• **Task directions**: With no edits of any kind, print each record that follows.

------

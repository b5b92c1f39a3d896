use log::debug;
use serde::{Deserialize, Serialize};

use crate::interfaces::Structure;
use crate::symmetries::symmetry_operations::SymmetryOperation;
use crate::tensors::tensor::Tensor;

/// Insertion-ordered map keyed by tensors.
///
/// Floating-point tensors have no usable hash, so lookups compare keys
/// element-wise: a key matches when its max absolute difference from the
/// query is below the map's tolerance. The first matching key wins.
#[derive(Debug, Clone, PartialEq, Serialize, Deserialize)]
pub struct TensorMapping<V> {
    tol: f64,
    entries: Vec<(Tensor, V)>,
}

impl<V> TensorMapping<V> {
    pub fn new(tol: f64) -> Self {
        Self {
            tol,
            entries: Vec::new(),
        }
    }

    pub fn tolerance(&self) -> f64 {
        self.tol
    }

    pub fn len(&self) -> usize {
        self.entries.len()
    }

    pub fn is_empty(&self) -> bool {
        self.entries.is_empty()
    }

    fn position(&self, key: &Tensor) -> Option<usize> {
        self.entries
            .iter()
            .position(|(k, _)| k.max_abs_diff(key) < self.tol)
    }

    pub fn get(&self, key: &Tensor) -> Option<&V> {
        self.position(key).map(|i| &self.entries[i].1)
    }

    pub fn get_mut(&mut self, key: &Tensor) -> Option<&mut V> {
        self.position(key).map(move |i| &mut self.entries[i].1)
    }

    pub fn contains_key(&self, key: &Tensor) -> bool {
        self.position(key).is_some()
    }

    /// Insert or replace; a replaced entry keeps its original key and
    /// position and the old value is returned.
    pub fn insert(&mut self, key: Tensor, value: V) -> Option<V> {
        match self.position(&key) {
            Some(i) => Some(std::mem::replace(&mut self.entries[i].1, value)),
            None => {
                self.entries.push((key, value));
                None
            }
        }
    }

    pub fn keys(&self) -> impl Iterator<Item = &Tensor> {
        self.entries.iter().map(|(k, _)| k)
    }

    pub fn values(&self) -> impl Iterator<Item = &V> {
        self.entries.iter().map(|(_, v)| v)
    }

    pub fn iter(&self) -> impl Iterator<Item = (&Tensor, &V)> {
        self.entries.iter().map(|(k, v)| (k, v))
    }
}

impl<V> IntoIterator for TensorMapping<V> {
    type Item = (Tensor, V);
    type IntoIter = std::vec::IntoIter<(Tensor, V)>;

    fn into_iter(self) -> Self::IntoIter {
        self.entries.into_iter()
    }
}

/// Partition `tensors` into classes related by the point group of
/// `structure`; see [`symmetry_reduce_with_operations`].
pub fn symmetry_reduce<S: Structure + ?Sized>(
    tensors: &[Tensor],
    structure: &S,
    tol: f64,
    symprec: f64,
) -> TensorMapping<Vec<SymmetryOperation>> {
    let operations = structure.symmetry_operations(symprec);
    symmetry_reduce_with_operations(tensors, &operations, tol)
}

/// Partition `tensors` into symmetry-equivalence classes.
///
/// Tensors are visited in input order. Each is compared against the
/// representatives found so far, and for each representative against every
/// operation in order; the first operation that carries a representative onto
/// the tensor within `tol` is recorded under that representative. A tensor
/// nothing maps onto becomes a new representative with no operations.
///
/// Each class holds its representative plus one member per recorded
/// operation, recoverable as `representative.transform(op)`.
pub fn symmetry_reduce_with_operations(
    tensors: &[Tensor],
    operations: &[SymmetryOperation],
    tol: f64,
) -> TensorMapping<Vec<SymmetryOperation>> {
    let mut mapping: TensorMapping<Vec<SymmetryOperation>> = TensorMapping::new(tol);

    for tensor in tensors {
        let found = mapping.entries.iter().enumerate().find_map(|(i, (rep, _))| {
            operations
                .iter()
                .find(|op| rep.transform(*op).max_abs_diff(tensor) < tol)
                .map(|op| (i, op.clone()))
        });

        match found {
            Some((i, op)) => mapping.entries[i].1.push(op),
            None => {
                debug!(
                    "new symmetry class {} from rank-{} tensor",
                    mapping.len(),
                    tensor.rank()
                );
                mapping.entries.push((tensor.clone(), Vec::new()));
            }
        }
    }

    mapping
}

------

• **Solved exercise**:
repository b5b92c1f39a3d896
use log::debug;
use serde::{Deserialize, Serialize};

use crate::interfaces::Structure;
use crate::symmetries::symmetry_operations::SymmetryOperation;
use crate::tensors::tensor::Tensor;

/// Insertion-ordered map keyed by tensors.
///
/// Floating-point tensors have no usable hash, so lookups compare keys
/// element-wise: a key matches when its max absolute difference from the
/// query is below the map's tolerance. The first matching key wins.
#[derive(Debug, Clone, PartialEq, Serialize, Deserialize)]
pub struct TensorMapping<V> {
    tol: f64,
    entries: Vec<(Tensor, V)>,
}

impl<V> TensorMapping<V> {
    pub fn new(tol: f64) -> Self {
        Self {
            tol,
            entries: Vec::new(),
        }
    }

    pub fn tolerance(&self) -> f64 {
        self.tol
    }

    pub fn len(&self) -> usize {
        self.entries.len()
    }

    pub fn is_empty(&self) -> bool {
        self.entries.is_empty()
    }

    fn position(&self, key: &Tensor) -> Option<usize> {
        self.entries
            .iter()
            .position(|(k, _)| k.max_abs_diff(key) < self.tol)
    }

    pub fn get(&self, key: &Tensor) -> Option<&V> {
        self.position(key).map(|i| &self.entries[i].1)
    }

    pub fn get_mut(&mut self, key: &Tensor) -> Option<&mut V> {
        self.position(key).map(move |i| &mut self.entries[i].1)
    }

    pub fn contains_key(&self, key: &Tensor) -> bool {
        self.position(key).is_some()
    }

    /// Insert or replace; a replaced entry keeps its original key and
    /// position and the old value is returned.
    pub fn insert(&mut self, key: Tensor, value: V) -> Option<V> {
        match self.position(&key) {
            Some(i) => Some(std::mem::replace(&mut self.entries[i].1, value)),
            None => {
                self.entries.push((key, value));
                None
            }
        }
    }

    pub fn keys(&self) -> impl Iterator<Item = &Tensor> {
        self.entries.iter().map(|(k, _)| k)
    }

    pub fn values(&self) -> impl Iterator<Item = &V> {
        self.entries.iter().map(|(_, v)| v)
    }

    pub fn iter(&self) -> impl Iterator<Item = (&Tensor, &V)> {
        self.entries.iter().map(|(k, v)| (k, v))
    }
}

impl<V> IntoIterator for TensorMapping<V> {
    type Item = (Tensor, V);
    type IntoIter = std::vec::IntoIter<(Tensor, V)>;

    fn into_iter(self) -> Self::IntoIter {
        self.entries.into_iter()
    }
}

/// Partition `tensors` into classes related by the point group of
/// `structure`; see [`symmetry_reduce_with_operations`].
pub fn symmetry_reduce<S: Structure + ?Sized>(
    tensors: &[Tensor],
    structure: &S,
    tol: f64,
    symprec: f64,
) -> TensorMapping<Vec<SymmetryOperation>> {
    let operations = structure.symmetry_operations(symprec);
    symmetry_reduce_with_operations(tensors, &operations, tol)
}

/// Partition `tensors` into symmetry-equivalence classes.
///
/// Tensors are visited in input order. Each is compared against the
/// representatives found so far, and for each representative against every
/// operation in order; the first operation that carries a representative onto
/// the tensor within `tol` is recorded under that representative. A tensor
/// nothing maps onto becomes a new representative with no operations.
///
/// Each class holds its representative plus one member per recorded
/// operation, recoverable as `representative.transform(op)`.
pub fn symmetry_reduce_with_operations(
    tensors: &[Tensor],
    operations: &[SymmetryOperation],
    tol: f64,
) -> TensorMapping<Vec<SymmetryOperation>> {
    let mut mapping: TensorMapping<Vec<SymmetryOperation>> = TensorMapping::new(tol);

    for tensor in tensors {
        let found = mapping.entries.iter().enumerate().find_map(|(i, (rep, _))| {
            operations
                .iter()
                .find(|op| rep.transform(*op).max_abs_diff(tensor) < tol)
                .map(|op| (i, op.clone()))
        });

        match found {
            Some((i, op)) => mapping.entries[i].1.push(op),
            None => {
                debug!(
                    "new symmetry class {} from rank-{} tensor",
                    mapping.len(),
                    tensor.rank()
                );
                mapping.entries.push((tensor.clone(), Vec::new()));
            }
        }
    }

    mapping
}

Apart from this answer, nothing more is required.